Mr. Cheney's action, in essence, freed the administration to devote so much money to its tax cuts that it can offer that drug program only if it raids the Medicare surplus — that is, it can provide additional benefits to today's retirees only by diverting the payroll taxes the baby boomers are now paying into the system, ensuring that when today's 50-year-olds reach retirement age the trust fund will be gone. In practice his vote probably means that the prescription drug benefit is dead, sacrificed to the tax cut.

The point is that even though the administration has done everything it can to hide the true budget cost of its tax plan and to inflate estimates of the amount of money available, it still can make the numbers add up only by abandoning every vestige of "compassion," including solemn promises to provide drug benefits to retirees and to improve the lives of military families. (Mary McGrory, surveying Mr. Bush's broken pledges to the military, calls him the "commander in cheap.") And Mr. Bush has understated the true budget cost of his tax cut by at least $500 billion, and overstated the amount of money available by at least another $500 billion. Some Democrats may feel that cutting his plans back by $400 billion is a great victory. Is it?
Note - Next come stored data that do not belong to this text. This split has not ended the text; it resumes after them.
impl PresenceCoordinator {
    /// Wire the coordinator to its collaborators.
    pub fn new(
        registry: Arc<ConnectionRegistry>,
        rooms: Arc<RoomDirectory>,
        broadcaster: Arc<Broadcaster>,
    ) -> Self {
        Self {
            registry,
            rooms,
            broadcaster,
        }
    }

    /// Handshake success: allocate a session for the principal.
    pub fn register(&self, principal: &PrincipalId) -> SessionId {
        self.registry.register(principal)
    }

    /// Rejoin every room recorded for the principal in the shared store,
    /// broadcasting `memberJoined` per room. Restores membership after a
    /// reconnect; failures are logged and skipped so one bad record never
    /// blocks the session.
    #[instrument(skip(self), fields(%session, %principal))]
    pub async fn restore_rooms(&self, session: &SessionId, principal: &PrincipalId) {
        let rooms = match self.rooms.rooms_of(principal).await {
            Ok(rooms) => rooms,
            Err(err) => {
                warn!(error = %err, "could not read stored rooms, skipping restore");
                return;
            }
        };
        for room in rooms {
            match self.rooms.join(&room, session, principal).await {
                Ok(count) => {
                    debug!(%room, count, "membership restored");
                    self.broadcaster
                        .to_room(&room, &ServerFrame::member_joined(&room, count))
                        .await;
                }
                Err(err) => warn!(%room, error = %err, "failed to restore room membership"),
            }
        }
    }

    /// Join intent while active. Broadcasts `memberJoined` on success; a
    /// shared-store failure surfaces to the caller (the local join stays
    /// applied and is reconciled by disconnect cleanup).
    pub async fn join_room(
        &self,
        session: &SessionId,
        principal: &PrincipalId,
        room: &RoomId,
    ) -> Result<usize, CoreError> {
        let count = self.rooms.join(room, session, principal).await?;
        self.broadcaster
            .to_room(room, &ServerFrame::member_joined(room, count))
            .await;
        Ok(count)
    }

    /// Leave intent while active. Broadcasts `memberLeft` on success.
    pub async fn leave_room(
        &self,
        session: &SessionId,
        principal: &PrincipalId,
        room: &RoomId,
    ) -> Result<usize, CoreError> {
        let remaining = self.rooms.leave(room, session, principal).await?;
        self.broadcaster
            .to_room(room, &ServerFrame::member_left(room, remaining))
            .await;
        Ok(remaining)
    }

    /// Transport close. Unregisters the session, always purges its local
    /// room membership, and — when this was the principal's last session —
    /// leaves every stored room and clears the principal's shared-store
    /// records, retrying each store call at most once.
    #[instrument(skip(self), fields(%session, %principal))]
    pub async fn disconnect(&self, session: &SessionId, principal: &PrincipalId) {
        let last = self.registry.unregister(session, principal);
        self.broadcaster.remove(session).await;

        if last {
            // Union of local membership and the stored record set, so rooms
            // from a partially completed join are covered either way.
            let mut rooms: HashSet<RoomId> =
                self.rooms.rooms_with_session(session).into_iter().collect();
            match self.rooms_of_with_retry(principal).await {
                Ok(stored) => rooms.extend(stored),
                Err(err) => {
                    warn!(
                        error = %err,
                        "stored room lookup failed, cleaning local membership only"
                    );
                }
            }
            for room in rooms {
                let remaining = self.rooms.drop_local(&room, session);
                if let Err(err) = self.forget_with_retry(principal, &room).await {
                    warn!(%room, error = %err, "shared-store record left orphaned");
                }
                self.broadcaster
                    .to_room(&room, &ServerFrame::member_left(&room, remaining))
                    .await;
            }
            if let Err(err) = self.cleanup_with_retry(principal).await {
                warn!(
                    error = %err,
                    "membership cleanup failed, records self-heal on next cleanup"
                );
            }
        } else {
            // Another session of this principal is still live: the shared
            // store keeps its records, only this session's local membership
            // goes away.
            for (room, remaining) in self.rooms.purge_session(session) {
                self.broadcaster
                    .to_room(&room, &ServerFrame::member_left(&room, remaining))
                    .await;
            }
        }
        info!(last_session = last, "session disconnected");
    }

    /// Process shutdown: drain every live session and flush this node's
    /// shared-store records.
    pub async fn drain(&self) {
        let drained = self.registry.drain();
        info!(principals = drained.len(), "draining sessions for shutdown");
        for (principal, sessions) in drained {
            for session in &sessions {
                let _ = self.rooms.purge_session(session);
                self.broadcaster.remove(session).await;
            }
            if let Err(err) = self.cleanup_with_retry(&principal).await {
                warn!(%principal, error = %err, "shutdown cleanup left orphaned records");
            }
        }
    }

    async fn rooms_of_with_retry(
        &self,
        principal: &PrincipalId,
    ) -> Result<HashSet<RoomId>, StoreError> {
        match self.rooms.rooms_of(principal).await {
            Ok(rooms) => Ok(rooms),
            Err(err) => {
                warn!(error = %err, "stored room lookup failed, retrying once");
                self.rooms.rooms_of(principal).await
            }
        }
    }

    async fn forget_with_retry(
        &self,
        principal: &PrincipalId,
        room: &RoomId,
    ) -> Result<(), StoreError> {
        match self.rooms.forget(principal, room).await {
            Ok(()) => Ok(()),
            Err(err) => {
                warn!(%room, error = %err, "membership record removal failed, retrying once");
                self.rooms.forget(principal, room).await
            }
        }
    }

    async fn cleanup_with_retry(&self, principal: &PrincipalId) -> Result<(), StoreError> {
        match self.rooms.cleanup_principal(principal).await {
            Ok(()) => Ok(()),
            Err(err) => {
                warn!(error = %err, "membership cleanup failed, retrying once");
                self.rooms.cleanup_principal(principal).await
            }
        }
    }
}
The other great false pretense is that this is a tax cut for ordinary families; again and again we hear about the "typical" family that will receive a $1,600 cut. But the administration's own figures, though it has tried to conceal them, show that families with incomes of less than $30,000 will receive an average cut of $264; families with incomes of $30,000 to $40,000 will get only $616. Do you really think that such families need those tax cuts more than they need the assurance that their parents can afford prescription drugs — and that they themselves will find a still-functioning Medicare system when they retire?
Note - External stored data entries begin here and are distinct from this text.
//! The authoritative event store seam.

use async_trait::async_trait;

use gather_core::ids::{EventId, PrincipalId};
use gather_core::model::{EventPatch, EventQuery, EventRecord, NewEvent, Profile};

/// Store-level failure.
///
/// The in-memory implementations never produce one; network-backed
/// implementations surface I/O failures here and callers convert them to
/// the transient-store error at the operation boundary.
#[derive(Debug, thiserror::Error)]
pub enum StoreError {
    /// The store could not be reached or the call failed mid-flight.
    #[error("store unavailable: {message}")]
    Unavailable {
        /// Underlying failure description.
        message: String,
    },
}

impl StoreError {
    /// Convenience constructor.
    pub fn unavailable(message: impl Into<String>) -> Self {
        Self::Unavailable {
            message: message.into(),
        }
    }
}

impl From<StoreError> for gather_core::CoreError {
    fn from(err: StoreError) -> Self {
        Self::TransientStore {
            message: err.to_string(),
        }
    }
}

/// Authoritative CRUD store for events, plus the principal profiles needed
/// to dereference snapshots.
///
/// The store provides no conflict detection: concurrent updates to the same
/// event apply in arrival order and the last write wins.
#[async_trait]
pub trait EventRepository: Send + Sync {
    /// Insert a new event owned by `creator`.
    async fn insert(&self, new: NewEvent, creator: PrincipalId)
    -> Result<EventRecord, StoreError>;

    /// Fetch one event.
    async fn find(&self, id: &EventId) -> Result<Option<EventRecord>, StoreError>;

    /// Filtered, paginated listing ordered by date ascending. Returns the
    /// page of records and the total match count.
    async fn list(&self, query: &EventQuery) -> Result<(Vec<EventRecord>, usize), StoreError>;

    /// Apply a partial update. Returns the updated record, or `None` when
    /// the event does not exist.
    async fn update(
        &self,
        id: &EventId,
        patch: EventPatch,
    ) -> Result<Option<EventRecord>, StoreError>;

    /// Delete an event. Returns whether it existed.
    async fn delete(&self, id: &EventId) -> Result<bool, StoreError>;

    /// Fetch a principal's public profile.
    async fn profile(&self, id: &PrincipalId) -> Result<Option<Profile>, StoreError>;

    /// Create or replace a principal's public profile.
    async fn upsert_profile(&self, profile: Profile) -> Result<(), StoreError>;
}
Of course, some people would benefit from the tax cut. The accounting firm of Deloitte & Touche has calculated that an individual with an income of $1 million would get a tax break of $46,758 — or much more if he is in line to inherit a large estate.
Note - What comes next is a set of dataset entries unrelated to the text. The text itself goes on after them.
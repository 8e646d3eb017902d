//! Prometheus metrics recorder and `/metrics` rendering.

use metrics_exporter_prometheus::{PrometheusBuilder, PrometheusHandle};
use tracing::info;

/// Install the Prometheus metrics recorder (global).
///
/// Returns the `PrometheusHandle` used to render the `/metrics` endpoint.
/// Must be called once at startup before any metrics are recorded.
pub fn install_recorder() -> PrometheusHandle {
    let handle = PrometheusBuilder::new()
        .install_recorder()
        .expect("failed to install metrics recorder");
    info!("prometheus metrics recorder installed");
    handle
}

/// Render Prometheus text format from the installed recorder.
pub fn render(handle: &PrometheusHandle) -> String {
    handle.render()
}

// Metric name constants to avoid typos across modules.

/// WebSocket connections opened total (counter).
pub const WS_CONNECTIONS_TOTAL: &str = "ws_connections_total";
/// WebSocket disconnections total (counter).
pub const WS_DISCONNECTIONS_TOTAL: &str = "ws_disconnections_total";
/// Active WebSocket connections (gauge).
pub const WS_CONNECTIONS_ACTIVE: &str = "ws_connections_active";
/// Session duration seconds (histogram).
pub const WS_SESSION_DURATION_SECONDS: &str = "ws_session_duration_seconds";
/// Broadcast drops total (counter).
pub const WS_BROADCAST_DROPS_TOTAL: &str = "ws_broadcast_drops_total";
On Friday this paper ran a story about the impact of tax cuts in Montana, a state that went strongly for Mr. Bush. Guess what? Montana is a poor state — which means that not many people would get that "typical" $1,600 tax cut, and a large fraction would get nothing at all. May I suggest to big-tax-cut Democrats like Ben Nelson of Nebraska and John Breaux of Louisiana, senators from states not noted as favorite haunts of multimillionaires, that they ask whether this kind of tax cut is really in the interests of their constituents?

Mr. Bush's tax plan shouldn't be scaled back; it should be abandoned. There's still time to craft a tax cut that the nation can really afford, and that really helps ordinary people.